=== Data extract ===
//! Line-level detection of diagnostic statements.
//!
//! This module decides, one physical line at a time, whether a line is a
//! removable diagnostic call and what kind of statement it is. It is a
//! textual heuristic, not a parser.
//!
//! Two tables are kept on purpose:
//!
//! - **Match rules** ([`CONSOLE_RULES`], [`PYTHON_RULES`]) decide *whether* a
//!   line is removed.
//! - **Classification** ([`classify`]) re-derives a statement tag from the
//!   line with plain substring tests.
//!
//! The two can disagree: a line may be removed by a match rule yet classify
//! as `"unknown"`. Both behaviours are relied upon by the statistics.

use std::sync::LazyLock;

use regex::Regex;

use crate::source::category::FileCategory;

/// `console` methods whose calls are removed from C-style scripts.
pub const CONSOLE_METHODS: &[&str] = &[
    "log",
    "error",
    "warn",
    "info",
    "debug",
    "trace",
    "dir",
    "dirxml",
    "table",
    "count",
    "countReset",
    "assert",
    "clear",
    "group",
    "groupEnd",
    "groupCollapsed",
    "time",
    "timeEnd",
    "timeLog",
    "profile",
    "profileEnd",
];

/// Tag used when a removed line cannot be attributed to a statement kind.
pub const UNKNOWN_STATEMENT: &str = "unknown";

/// A compiled removal pattern.
#[derive(Debug)]
pub struct MatchRule {
    /// Short name of what the rule catches
    pub name: &'static str,
    /// Pattern searched for anywhere in the line
    pub pattern: Regex,
}

impl MatchRule {
    fn new(name: &'static str, pattern: &str) -> Self {
        Self {
            name,
            pattern: compile(pattern),
        }
    }

    /// Whether the rule matches somewhere in the line.
    pub fn is_match(&self, line: &str) -> bool {
        self.pattern.is_match(line)
    }
}

/// Removal rules for JavaScript/TypeScript.
///
/// The call span runs from `console.` through the nearest `)` that is not
/// preceded by a `;`, plus an optional trailing `;`.
pub static CONSOLE_RULES: LazyLock<Vec<MatchRule>> = LazyLock::new(|| {
    let methods = CONSOLE_METHODS.join("|");
    vec![MatchRule::new(
        "console_call",
        &format!(r"(?s)\bconsole\.({methods})\s*\([^;]*?\);?"),
    )]
});

/// Removal rules for Python, tried in order.
pub static PYTHON_RULES: LazyLock<Vec<MatchRule>> = LazyLock::new(|| {
    vec![
        MatchRule::new("logging_import", r"import\s+logging\s*(?:as\s+\w+)?\s*"),
        MatchRule::new("logging_from_import", r"from\s+logging\s+import\s+.*"),
        MatchRule::new(
            "logger_definition",
            r"_?logger\s*=\s*logging\.getLogger\([^)]*\)",
        ),
        MatchRule::new("logging_call", r"logging\.[a-zA-Z]+\([^)]*\)"),
        MatchRule::new("logger_call", r"_?logger\.[a-zA-Z]+\([^)]*\)"),
        MatchRule::new("logging_call_spaced", r"(?s)logging\.[a-zA-Z]+\s*\([^()]*?\)"),
        MatchRule::new("logger_call_spaced", r"(?s)_?logger\.[a-zA-Z]+\s*\([^()]*?\)"),
    ]
});

static CONSOLE_METHOD: LazyLock<Regex> = LazyLock::new(|| compile(r"console\.(\w+)"));
static LOGGER_METHOD: LazyLock<Regex> = LazyLock::new(|| compile(r"_?logger\.(\w+)"));
static LOGGING_METHOD: LazyLock<Regex> = LazyLock::new(|| compile(r"logging\.(\w+)"));

fn compile(pattern: &str) -> Regex {
    match Regex::new(pattern) {
        Ok(regex) => regex,
        Err(err) => panic!("built-in pattern {pattern:?} must compile: {err}"),
    }
}

/// Lines that are never removable, whatever the category.
///
/// Only `#` comments are exempt; `//` comments in C-style scripts are still
/// tested against the console rules.
fn is_exempt(line: &str) -> bool {
    let trimmed = line.trim();
    trimmed.is_empty() || trimmed.starts_with('#')
}

fn rules_for(category: FileCategory) -> &'static [MatchRule] {
    match category {
        FileCategory::CStyleScript => CONSOLE_RULES.as_slice(),
        FileCategory::PythonScript => PYTHON_RULES.as_slice(),
        FileCategory::Unrecognized => &[],
    }
}

/// The first rule that makes this line removable, if any.
pub fn matching_rule(line: &str, category: FileCategory) -> Option<&'static MatchRule> {
    if is_exempt(line) {
        return None;
    }
    rules_for(category).iter().find(|rule| rule.is_match(line))
}

/// Decide whether a line is a removable diagnostic statement.
///
/// # Example
///
/// ```rust
/// use logcleanerlib::{should_remove, FileCategory};
///
/// assert!(should_remove("  console.log('x');\n", FileCategory::CStyleScript));
/// assert!(should_remove("logger.info('x')\n", FileCategory::PythonScript));
/// assert!(!should_remove("# logging.info('x')\n", FileCategory::PythonScript));
/// assert!(!should_remove("console.log('x');\n", FileCategory::Unrecognized));
/// ```
pub fn should_remove(line: &str, category: FileCategory) -> bool {
    matching_rule(line, category).is_some()
}

/// Tag a line with the kind of diagnostic statement it contains.
///
/// Tags look like `"console.log"`, `"logger.info"`, `"logging.debug"`,
/// `"logging_import"` or `"logger_definition"`; `"unknown"` when nothing
/// recognisable is found. This does not re-check the match rules.
pub fn classify(line: &str, category: FileCategory) -> String {
    match category {
        FileCategory::CStyleScript => classify_console(line),
        FileCategory::PythonScript => classify_python(line),
        FileCategory::Unrecognized => UNKNOWN_STATEMENT.to_string(),
    }
}

fn classify_console(line: &str) -> String {
    CONSOLE_METHOD
        .captures(line)
        .map(|caps| format!("console.{}", &caps[1]))
        .unwrap_or_else(|| UNKNOWN_STATEMENT.to_string())
}

fn classify_python(line: &str) -> String {
    if line.contains("import logging") {
        "logging_import".to_string()
    } else if line.contains("getLogger") {
        "logger_definition".to_string()
    } else if line.contains("_logger.") || line.contains("logger.") {
        LOGGER_METHOD
            .captures(line)
            .map(|caps| format!("logger.{}", &caps[1]))
            .unwrap_or_else(|| "logger_statement".to_string())
    } else if line.contains("logging.") {
        LOGGING_METHOD
            .captures(line)
            .map(|caps| format!("logging.{}", &caps[1]))
            .unwrap_or_else(|| "logging_statement".to_string())
    } else {
        UNKNOWN_STATEMENT.to_string()
    }
}

#[cfg(test)]
mod tests {
    use super::*;

    const JS: FileCategory = FileCategory::CStyleScript;
    const PY: FileCategory = FileCategory::PythonScript;

    #[test]
    fn blank_lines_never_removed() {
        for category in [JS, PY, FileCategory::Unrecognized] {
            assert!(!should_remove("", category));
            assert!(!should_remove("   \t \n", category));
        }
    }

    #[test]
    fn hash_comments_exempt_in_every_category() {
        assert!(!should_remove("# logging.info('test')\n", PY));
        assert!(!should_remove("    # logger.debug(x)", PY));
        assert!(!should_remove("# console.log('x');", JS));
    }

    #[test]
    fn slash_comments_not_exempt() {
        assert!(should_remove("// console.log('debug');\n", JS));
    }

    #[test]
    fn console_methods_removed() {
        for method in CONSOLE_METHODS {
            let line = format!("console.{method}('value');\n");
            assert!(should_remove(&line, JS), "{line}");
            assert_eq!(classify(&line, JS), format!("console.{method}"));
        }
    }

    #[test]
    fn console_with_concatenation_and_spaces() {
        let line = "    console.log ( 'total: ' + total + ' items' );\n";
        assert!(should_remove(line, JS));
        assert_eq!(classify(line, JS), "console.log");
    }

    #[test]
    fn console_without_semicolon() {
        assert!(should_remove("console.warn(`careful`)\n", JS));
    }

    #[test]
    fn console_unknown_method_kept() {
        assert!(!should_remove("console.custom('x');\n", JS));
        assert!(!should_remove("console.logger('x');\n", JS));
        assert!(!should_remove("myconsole.log('x');\n", JS));
    }

    #[test]
    fn console_unclosed_call_kept() {
        // Multi-line calls are only removed when the span fits on one line.
        assert!(!should_remove("console.log(\n", JS));
        assert!(!should_remove("console.log('a'; b)\n", JS));
    }

    #[test]
    fn console_rules_ignored_for_python() {
        assert!(!should_remove("console.log('x');\n", PY));
    }

    #[test]
    fn python_logging_import() {
        assert!(should_remove("import logging\n", PY));
        assert!(should_remove("import logging as log\n", PY));
        assert_eq!(classify("import logging\n", PY), "logging_import");
    }

    #[test]
    fn python_from_import_falls_through() {
        let line = "from logging import getLogger\n";
        assert!(should_remove(line, PY));
        // Classified by the substring pass, not by the rule that matched.
        assert_eq!(classify(line, PY), "logger_definition");

        let line = "from logging import handlers\n";
        assert!(should_remove(line, PY));
        assert_eq!(classify(line, PY), UNKNOWN_STATEMENT);
    }

    #[test]
    fn python_logger_definition() {
        let line = "logger = logging.getLogger(__name__)\n";
        assert!(should_remove(line, PY));
        assert_eq!(classify(line, PY), "logger_definition");

        let line = "_logger = logging.getLogger('app')\n";
        assert!(should_remove(line, PY));
        assert_eq!(classify(line, PY), "logger_definition");
    }

    #[test]
    fn python_logging_calls() {
        let line = "    logging.debug('value=%s', value)\n";
        assert!(should_remove(line, PY));
        assert_eq!(classify(line, PY), "logging.debug");
    }

    #[test]
    fn python_logger_calls() {
        assert_eq!(classify("logger.info('test')\n", PY), "logger.info");
        assert_eq!(classify("self._logger.warning('x')\n", PY), "logger.warning");
        assert!(should_remove("logger.info('test')\n", PY));
        assert!(should_remove("self._logger.warning('x')\n", PY));
    }

    #[test]
    fn python_spaced_call() {
        let line = "logger.error ('failed: ' + reason)\n";
        assert!(should_remove(line, PY));
        assert_eq!(classify(line, PY), "logger.error");
    }

    #[test]
    fn python_ordinary_code_kept() {
        assert!(!should_remove("import os\n", PY));
        assert!(!should_remove("value = compute(logger_count)\n", PY));
        assert!(!should_remove("print('logging is fun')\n", PY));
    }

    #[test]
    fn unrecognized_category_never_removes() {
        assert!(!should_remove("console.log('x');", FileCategory::Unrecognized));
        assert!(!should_remove("import logging", FileCategory::Unrecognized));
        assert_eq!(classify("console.log('x');", FileCategory::Unrecognized), "unknown");
    }

    #[test]
    fn matching_rule_reports_first_rule() {
        let rule = matching_rule("import logging\n", PY).unwrap();
        assert_eq!(rule.name, "logging_import");

        let rule = matching_rule("logging.info('x')\n", PY).unwrap();
        assert_eq!(rule.name, "logging_call");

        assert!(matching_rule("x = 1\n", PY).is_none());
    }
}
===
**Directions:**
Which lines in the data above hold the string "that"? Return each of them.

**Solution to this exercise:**
/// The call span runs from `console.` through the nearest `)` that is not
/// Lines that are never removable, whatever the category.
/// The first rule that makes this line removable, if any.
        // Classified by the substring pass, not by the rule that matched.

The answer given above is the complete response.